Steve Jobs war schon lange der Meinung, dass Computer in der Zukunft ihr jetziges Wesen verändern und in die Cloud wandern. Dabei symbolisiert die Cloud den direkten Speicherbaustein des Gerätes und lässt es überall fungieren. Seine Vision, seine Daten immer und überall dabei zu haben, wurde letzten Endes Realität. Wenn auch mit so manchem Wolkenbruch. Denn MobileMe machte bei Apple den stürmischen Anfang des Cloud-Computing. Der kostenpflichtige Service war dafür ausgelegt Daten über mehrere Geräte hinweg zu synchronisieren – sprich alle Geräte auf einem Datenstand zu halten. Das Hauptziel der Datensynchronisierung war das Abgleichen von Kontakten, E-Mails und dem Kalender. Auch Fotos konnte/sollte MobileMe zuverlässig mit der iPhoto-Bibliothek abgleichen. Die iDisk war eine Funktion von MobileMe, womit der Onlinespeicher als virtuelle Festplatte genutzt werden konnte. Das alles sollte das lästige Synchronisieren per Kabel zum Abdanken bringen. Doch MobileMe war eher ein kleines Regenwölkchen, denn der Service war für Nutzer eher unattraktiv und funktionierte zeitgleich auch sehr sporadisch. So klappte der Push-Service teilweise gar nicht, oder die Nutzerlast war in gewissen Momenten zu hoch, dass es Aussetzer bei Synchronisierungen gab. Doch trotzdem war MobileMe der Anfang eines Anfangs, denn wer aufpasst und weiter denkt, der erkennt hier eine systematische Vorgehensweise.

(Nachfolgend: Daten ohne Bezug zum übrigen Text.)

//! Brain turns: the scheduled loop, the anomaly-driven reactive loop, manual
//! decisions and operator queries. Every proposed action goes through the
//! safe actuator; in monitor mode actions are only recorded.

use std::sync::atomic::{AtomicU64, Ordering};
use std::time::Duration;

use chrono::NaiveDateTime;
use serde::Serialize;
use tokio::sync::mpsc::{self, error::TrySendError};
use tokio::time::{interval, sleep, Instant, MissedTickBehavior};
use tokio_util::sync::CancellationToken;
use tracing::{error, info, warn};

use super::{Orchestrator, DECISION_LOOP, REACTIVE_LOOP};
use crate::brain::{BrainAction, DecisionRequest, DecisionTrigger, QueryRequest};
use crate::config::{secs, OperationMode};
use crate::db::DecisionRecord;
use crate::error::{with_timeout, ControlError, ControlResult};
use crate::hardware::{DeviceState, SensorReading};
use crate::watchdog::ComponentStatus;

// ---------------------------------------------------------------------------
// Anomaly queue
// ---------------------------------------------------------------------------

#[derive(Debug, Clone, Serialize)]
pub struct AnomalyTrigger {
    pub at: NaiveDateTime,
    pub critical: Vec<String>,
    pub reading: SensorReading,
}

/// Bounded hand-off from the sensor loop to the reactive loop. Offers never
/// block; when full the newest trigger is dropped and counted.
pub struct AnomalyQueue {
    tx: mpsc::Sender<AnomalyTrigger>,
    capacity: usize,
    dropped: AtomicU64,
}

impl AnomalyQueue {
    pub fn new(capacity: usize) -> (Self, mpsc::Receiver<AnomalyTrigger>) {
        let capacity = capacity.max(1);
        let (tx, rx) = mpsc::channel(capacity);
        let queue = Self {
            tx,
            capacity,
            dropped: AtomicU64::new(0),
        };
        (queue, rx)
    }

    /// Returns whether the trigger was queued.
    pub fn offer(&self, trigger: AnomalyTrigger) -> bool {
        match self.tx.try_send(trigger) {
            Ok(()) => true,
            Err(TrySendError::Full(t)) => {
                let dropped = self.dropped.fetch_add(1, Ordering::Relaxed) + 1;
                warn!(at = %t.at, dropped, "anomaly queue full, trigger dropped");
                false
            }
            Err(TrySendError::Closed(_)) => {
                warn!("anomaly queue closed, trigger dropped");
                self.dropped.fetch_add(1, Ordering::Relaxed);
                false
            }
        }
    }

    pub fn pending(&self) -> usize {
        self.capacity.saturating_sub(self.tx.capacity())
    }

    pub fn dropped(&self) -> u64 {
        self.dropped.load(Ordering::Relaxed)
    }
}

// ---------------------------------------------------------------------------
// Outcomes
// ---------------------------------------------------------------------------

#[derive(Debug, Clone, Serialize)]
pub struct ActionOutcome {
    pub action: BrainAction,
    pub executed: bool,
    pub detail: String,
}

#[derive(Debug, Clone, Serialize)]
pub struct DecisionOutcome {
    pub trigger: DecisionTrigger,
    pub output_text: String,
    pub actions_taken: Vec<ActionOutcome>,
    pub tokens_used: u64,
}

#[derive(Debug, Clone, Serialize)]
pub struct QueryOutcome {
    pub output_text: String,
    pub actions_taken: Vec<ActionOutcome>,
    pub tool_rounds: u32,
}

fn on_off(on: bool) -> &'static str {
    if on {
        "on"
    } else {
        "off"
    }
}

// ---------------------------------------------------------------------------
// Loops
// ---------------------------------------------------------------------------

pub(super) async fn run_scheduled(orch: Orchestrator, token: CancellationToken) {
    let cfg = &orch.inner.cfg;
    let warmup = secs(cfg.decision_warmup_secs);
    let every = secs(cfg.decision_interval_secs);
    info!(
        warmup_secs = warmup.as_secs(),
        interval_secs = every.as_secs(),
        "decision loop started"
    );
    orch.inner
        .watchdog
        .heartbeat(DECISION_LOOP, ComponentStatus::Ok, "warming up");

    tokio::select! {
        _ = token.cancelled() => return,
        _ = sleep(warmup) => {}
    }

    let mut ticker = interval(every);
    ticker.set_missed_tick_behavior(MissedTickBehavior::Delay);
    loop {
        tokio::select! {
            _ = token.cancelled() => break,
            _ = ticker.tick() => {}
        }
        let turn = tokio::select! {
            _ = token.cancelled() => break,
            r = orch.run_decision(DecisionTrigger::Scheduled, Vec::new()) => r,
        };
        report(&orch, DECISION_LOOP, turn);
    }
    info!("decision loop stopped");
}

pub(super) async fn run_reactive(orch: Orchestrator, token: CancellationToken) {
    let Some(mut rx) = orch.inner.anomaly_rx.lock().take() else {
        error!("anomaly receiver already taken, reactive loop not started");
        return;
    };
    let cfg = &orch.inner.cfg;
    let cooldown = secs(cfg.reactive_cooldown_secs);
    let idle_beat = (secs(cfg.stale_after_secs) / 2).max(Duration::from_secs(1));
    info!(cooldown_secs = cooldown.as_secs(), "reactive loop started");
    orch.inner
        .watchdog
        .heartbeat(REACTIVE_LOOP, ComponentStatus::Ok, "idle");

    let mut last_fired: Option<Instant> = None;
    loop {
        let next = tokio::select! {
            _ = token.cancelled() => break,
            r = tokio::time::timeout(idle_beat, rx.recv()) => r,
        };
        let trigger = match next {
            Err(_) => {
                orch.inner
                    .watchdog
                    .heartbeat(REACTIVE_LOOP, ComponentStatus::Ok, "idle");
                continue;
            }
            Ok(None) => break,
            Ok(Some(t)) => t,
        };

        if let Some(last) = last_fired {
            let since = last.elapsed();
            if since < cooldown {
                info!(
                    remaining_secs = (cooldown - since).as_secs(),
                    "reactive decision skipped: cooldown"
                );
                orch.inner.state.write().await.reactive_skipped += 1;
                orch.inner
                    .watchdog
                    .heartbeat(REACTIVE_LOOP, ComponentStatus::Ok, "cooldown");
                continue;
            }
        }
        last_fired = Some(Instant::now());

        warn!(critical = ?trigger.critical, "anomaly, requesting reactive decision");
        let turn = tokio::select! {
            _ = token.cancelled() => break,
            r = orch.run_decision(DecisionTrigger::Anomaly, trigger.critical) => r,
        };
        report(&orch, REACTIVE_LOOP, turn);
    }

    // Hand the receiver back so a restarted orchestrator can reuse it.
    *orch.inner.anomaly_rx.lock() = Some(rx);
    info!("reactive loop stopped");
}

fn report(orch: &Orchestrator, component: &str, turn: ControlResult<DecisionOutcome>) {
    match turn {
        Ok(out) => orch.inner.watchdog.heartbeat(
            component,
            ComponentStatus::Ok,
            &format!("{} action(s) proposed", out.actions_taken.len()),
        ),
        Err(e) => {
            error!(component, "decision failed: {e}");
            orch.inner
                .watchdog
                .heartbeat(component, ComponentStatus::Degraded, &e.to_string());
        }
    }
}
//! Light watchdog: compares the grow light against what the photoperiod and
//! the guardian say it should be, and corrects drift. Also reports stale
//! components.

use serde::Serialize;
use tokio::time::{interval, MissedTickBehavior};
use tokio_util::sync::CancellationToken;
use tracing::{error, info, warn};

use super::{Orchestrator, LIGHT_WATCHDOG};
use crate::config::secs;
use crate::hardware::Device;
use crate::watchdog::ComponentStatus;

#[derive(Debug, Clone, Copy, PartialEq, Eq, Serialize)]
#[serde(rename_all = "snake_case")]
pub enum LightCheck {
    NoSchedule,
    InSync,
    Corrected,
    CorrectionFailed,
    StateUnavailable,
}

pub(super) async fn run(orch: Orchestrator, token: CancellationToken) {
    let cfg = &orch.inner.cfg;
    let every = secs(cfg.light_check_interval_secs);
    let stale_after = secs(cfg.stale_after_secs);
    info!(interval_secs = every.as_secs(), "light watchdog started");
    let mut ticker = interval(every);
    ticker.set_missed_tick_behavior(MissedTickBehavior::Delay);

    loop {
        tokio::select! {
            _ = token.cancelled() => break,
            _ = ticker.tick() => {}
        }
        let check = tokio::select! {
            _ = token.cancelled() => break,
            c = orch.check_light() => c,
        };

        let stale = orch.inner.watchdog.get_stale(stale_after);
        if !stale.is_empty() {
            warn!(?stale, "components have gone quiet");
        }

        let status = match check {
            LightCheck::CorrectionFailed | LightCheck::StateUnavailable => ComponentStatus::Degraded,
            _ => ComponentStatus::Ok,
        };
        orch.inner
            .watchdog
            .heartbeat(LIGHT_WATCHDOG, status, &format!("{check:?}"));
    }
    info!("light watchdog stopped");
}

impl Orchestrator {
    /// One comparison of the light against its expected state.
    pub async fn check_light(&self) -> LightCheck {
        let inner = &self.inner;
        let now = inner.clock.now();
        let Some(scheduled) = inner.scheduler.expected_light_on(now) else {
            return LightCheck::NoSchedule;
        };
        let expected = scheduled && inner.guardian.can_turn_on_light(now).allowed;

        let actual = match inner.actuator.get_state().await {
            Ok(state) => state.is_on(Device::GrowLight),
            Err(e) => {
                warn!("light check: device state unavailable: {e}");
                return LightCheck::StateUnavailable;
            }
        };
        if expected == actual {
            return LightCheck::InSync;
        }

        warn!(expected, actual, "grow light out of step with schedule, correcting");
        let brightness = if expected {
            inner.scheduler.config().map(|c| c.intensity_pct)
        } else {
            None
        };
        match inner.actuator.set_light(expected, brightness).await {
            Ok(()) => {
                let mut st = inner.state.write().await;
                st.light_corrections += 1;
                st.record_device(
                    now,
                    format!("light watchdog switched grow light {}", if expected { "on" } else { "off" }),
                );
                LightCheck::Corrected
            }
            Err(e) => {
                error!("light correction failed: {e}");
                LightCheck::CorrectionFailed
            }
        }
    }
}
// ---------------------------------------------------------------------------
// Lifecycle
// ---------------------------------------------------------------------------

impl Orchestrator {
    pub fn new(parts: OrchestratorParts) -> Self {
        let cfg = parts.config;
        let (anomalies, rx) = AnomalyQueue::new(cfg.anomaly_queue_capacity);

        let mut state = RuntimeState::new();
        for slot in &parts.sensors {
            state.register_source(slot.name(), slot.provenance());
        }

        let sensor_every = secs(cfg.sensor_interval_secs);
        parts.watchdog.register(SENSOR_LOOP, sensor_every * 3);
        parts.watchdog.register(
            DECISION_LOOP,
            secs(cfg.decision_warmup_secs) + secs(cfg.decision_interval_secs) * 2,
        );
        parts.watchdog.register(REACTIVE_LOOP, secs(cfg.stale_after_secs));
        parts
            .watchdog
            .register(LIGHT_WATCHDOG, secs(cfg.light_check_interval_secs) * 3);

        parts
            .guardian
            .register_emergency_callback(emergency_all_off(Arc::downgrade(&parts.actuator)));

        Self {
            inner: Arc::new(Inner {
                bank: tokio::sync::Mutex::new(SensorBank::new(parts.sensors)),
                photoperiods: parts.photoperiods,
                base_dark: parts.base_dark_period,
                guardian: parts.guardian,
                watchdog: parts.watchdog,
                scheduler: parts.scheduler,
                actuator: parts.actuator,
                actuator_provenance: parts.actuator_provenance,
                brain: parts.brain,
                store: parts.store,
                clock: parts.clock,
                state: Arc::new(tokio::sync::RwLock::new(state)),
                anomalies,
                anomaly_rx: parking_lot::Mutex::new(Some(rx)),
                decision_lock: tokio::sync::Mutex::new(()),
                running: parking_lot::Mutex::new(None),
                cfg,
            }),
        }
    }

    pub fn guardian(&self) -> &Arc<SafetyGuardian> {
        &self.inner.guardian
    }

    /// Restore persisted state, then spawn the four loops. Calling it on a
    /// running orchestrator does nothing.
    pub async fn start(&self) {
        let token = {
            let mut running = self.inner.running.lock();
            if running.is_some() {
                warn!("orchestrator already running");
                return;
            }
            let token = CancellationToken::new();
            *running = Some(Running {
                token: token.clone(),
                handles: Vec::new(),
            });
            token
        };

        self.restore().await;

        let handles = vec![
            tokio::spawn(sensors::run(self.clone(), token.clone())),
            tokio::spawn(decisions::run_scheduled(self.clone(), token.clone())),
            tokio::spawn(decisions::run_reactive(self.clone(), token.clone())),
            tokio::spawn(light::run(self.clone(), token.clone())),
        ];
        match self.inner.running.lock().as_mut() {
            Some(running) => running.handles = handles,
            // stop() raced us; the token is already cancelled.
            None => handles.iter().for_each(JoinHandle::abort),
        }

        let now = self.inner.clock.now();
        let mut st = self.inner.state.write().await;
        st.running = true;
        st.record_system(now, format!("orchestrator started in {:?} mode", self.inner.cfg.mode));
        info!(mode = ?self.inner.cfg.mode, "orchestrator started");
    }

    /// Cancel every loop, wait for them, stop the light schedule and switch
    /// all devices off.
    pub async fn stop(&self) {
        let Some(running) = self.inner.running.lock().take() else {
            return;
        };
        info!("orchestrator stopping");
        running.token.cancel();
        for handle in running.handles {
            if let Err(e) = handle.await {
                if e.is_panic() {
                    error!("orchestrator task panicked: {e}");
                }
            }
        }
        self.inner.scheduler.stop();
        if let Err(e) = self.inner.actuator.all_off().await {
            error!("shutdown all-off incomplete: {e}");
        }

        let now = self.inner.clock.now();
        let mut st = self.inner.state.write().await;
        st.running = false;
        st.record_system(now, "orchestrator stopped".into());
        info!("orchestrator stopped");
    }

    /// Stage from the store (seeding the default on first boot), then
    /// today's water total so restarts cannot reset the daily cap.
    async fn restore(&self) {
        let inner = &self.inner;
        let now = inner.clock.now();
        let stage = match self.load_stage().await {
            Ok(Some(stage)) => stage,
            Ok(None) => {
                let stage = inner.cfg.default_stage.clone();
                info!(stage = %stage, "no growth stage stored, seeding default");
                if let Err(e) = self.store_stage(&stage).await {
                    warn!("could not persist default stage: {e}");
                }
                stage
            }
            Err(e) => {
                warn!("could not load growth stage, using default: {e}");
                inner.cfg.default_stage.clone()
            }
        };
        self.apply_stage(&stage, false).await;

        let today = now.date();
        let loaded = with_timeout("load water total", secs(inner.cfg.db_timeout_secs), async {
            inner.store.water_total_for_day(today).await.map_err(ControlError::from)
        })
        .await;
        match loaded {
            Ok(day) => {
                info!(total_ml = day.total_ml, "restored today's water total");
                inner.guardian.restore_water_today(today, day.total_ml, day.last_at);
            }
            Err(e) => warn!("could not restore today's water total: {e}"),
        }
    }

    // -----------------------------------------------------------------------
    // Growth stage
    // -----------------------------------------------------------------------

    async fn load_stage(&self) -> ControlResult<Option<String>> {
        let inner = &self.inner;
        with_timeout("load growth stage", secs(inner.cfg.db_timeout_secs), async {
            inner.store.current_stage().await.map_err(ControlError::from)
        })
        .await
    }

    async fn store_stage(&self, stage: &str) -> ControlResult<()> {
        let inner = &self.inner;
        let now = inner.clock.now();
        with_timeout("store growth stage", secs(inner.cfg.db_timeout_secs), async {
            inner.store.set_stage(stage, now).await.map_err(ControlError::from)
        })
        .await
    }

    /// Push a stage into the guardian and the light schedule. `gradual`
    /// walks the photoperiod across the configured transition days.
    async fn apply_stage(&self, stage: &str, gradual: bool) {
        let inner = &self.inner;
        inner.guardian.set_growth_stage(stage);
        let dark = if is_flowering(stage) {
            inner.guardian.limits().flowering_dark_period()
        } else {
            inner.base_dark
        };
        inner.guardian.set_dark_period(dark);

        let target = inner.photoperiods.for_stage(stage).clone();
        if gradual && inner.scheduler.config().is_some() {
            inner
                .scheduler
                .transition_to(target, inner.photoperiods.transition_days)
                .await;
        } else {
            inner.scheduler.start(target).await;
        }

        let now = inner.clock.now();
        inner
            .state
            .write()
            .await
            .record_system(now, format!("growth stage is now '{stage}'"));
        info!(stage, gradual, "growth stage applied");
    }

    /// Persist a new stage and apply it. The photoperiod moves gradually.
    pub async fn set_growth_stage(&self, stage: &str) -> ControlResult<()> {
        let stage = stage.trim();
        if stage.is_empty() {
            return Err(ControlError::MalformedData("growth stage must not be empty".into()));
        }
        self.store_stage(stage).await?;
        self.apply_stage(stage, true).await;
        Ok(())
    }

    /// Re-read the stored stage; an operator may have changed it.
    async fn refresh_stage(&self) {
        match self.load_stage().await {
            Ok(Some(stage)) if stage != self.inner.guardian.growth_stage() => {
                info!(stage = %stage, "stored growth stage changed");
                self.apply_stage(&stage, true).await;
            }
            Ok(_) => {}
            Err(e) => warn!("growth stage refresh failed: {e}"),
        }
    }

    // -----------------------------------------------------------------------
    // Kill switch
    // -----------------------------------------------------------------------

    pub async fn activate_kill_switch(&self, reason: &str) {
        self.inner.guardian.activate_kill_switch(reason);
        let now = self.inner.clock.now();
        self.inner
            .state
            .write()
            .await
            .record_safety(now, format!("kill switch engaged: {reason}"));
    }

    /// Returns whether the token matched.
    pub async fn reset_kill_switch(&self, token: &str) -> bool {
        let ok = self.inner.guardian.deactivate_kill_switch(token);
        if ok {
            let now = self.inner.clock.now();
            self.inner
                .state
                .write()
                .await
                .record_safety(now, "kill switch released".into());
        }
        ok
    }

    // -----------------------------------------------------------------------
    // Status
    // -----------------------------------------------------------------------

    pub async fn get_status(&self) -> OrchestratorStatus {
        let inner = &self.inner;
        let cfg = &inner.cfg;
        let st = inner.state.read().await;

        let last_poll_age = st.last_poll.map(|t| t.elapsed());
        let since_start = st.started_at.elapsed();
        let quiet_for = last_poll_age.unwrap_or(since_start);
        let is_stalled = st.running && quiet_for > secs(cfg.sensor_interval_secs) * 3;

        OrchestratorStatus {
            running: st.running,
            mode: cfg.mode,
            uptime_secs: since_start.as_secs(),
            intervals: Intervals {
                sensor_secs: cfg.sensor_interval_secs,
                decision_secs: cfg.decision_interval_secs,
                reactive_cooldown_secs: cfg.reactive_cooldown_secs,
                light_check_secs: cfg.light_check_interval_secs,
            },
            last_poll_age_secs: last_poll_age.map(|d| d.as_secs()),
            is_stalled,
            hardware: HardwareStatus {
                actuator: inner.actuator_provenance,
                sensors: st.sources.clone(),
                consecutive_failures: st.consecutive_failures,
                degraded: st.degraded,
                reconnect_attempts: st.reconnect_attempts,
            },
            safety: inner.guardian.status(),
            photoperiod: inner.scheduler.status(),
            components: inner.watchdog.snapshot(),
            stale_components: inner.watchdog.get_stale(secs(cfg.stale_after_secs)),
            anomalies: AnomalyStats {
                pending: inner.anomalies.pending(),
                dropped: inner.anomalies.dropped(),
            },
            decisions: DecisionStats {
                total: st.decisions,
                failures: st.decision_failures,
                reactive_skipped: st.reactive_skipped,
            },
            light_corrections: st.light_corrections,
            last_reading: st.last_reading.clone(),
            last_devices: st.last_devices.clone(),
            events: st.recent_events(),
        }
    }
}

MobileMe wurde nur 4 Jahre alt und im Juli 2012 eingestellt. Pardon – MobileMe wurde abgelöst. Das neue Konzept nannte sich iCloud und sollte den Cloud-Computing-Service auf ein neues Level anheben. Diese neue Form der Zukunftsvision war das Endergebnis einer langen Überlegung. Zwar sollte diese schon MobileMe sein, doch Steve erkannte die Fehler an dem Service und überdachte ihn. Die iCloud bekam gleichrangige Funktionen zugesprochen und ermöglichte das automatische Abgleichen von Kontakten, E-Mails, Kalendern, Notizen, und Erinnerungen. iCloud wurde ein fester Bestandteil von iOS 5, womit auch iMessage Einzug hielt und ein fester Baustein der iOS-Plattform wurde. Nebenbei – auch Siri erlebte ihr Debüt mit iOS 5. Und auch die Konfigurationen eines iOS-Gerätes konnten ab sofort als Backup in die Cloud ausgelagert werden und als Systemwiederherstellungspunkt genutzt werden – das macht einen Gerätewechsel schnell und einfach. Safari-Lesezeichen werden ebenso geräteübergreifend auf einem Stand gehalten. Die iCloud sollte alles das besser machen, was MobileMe vergeigte. Die Apple-Wolke begann damit ihren Himmelsflug und war mit ihrem Abheben erst am Start ihrer langen Technologiereise.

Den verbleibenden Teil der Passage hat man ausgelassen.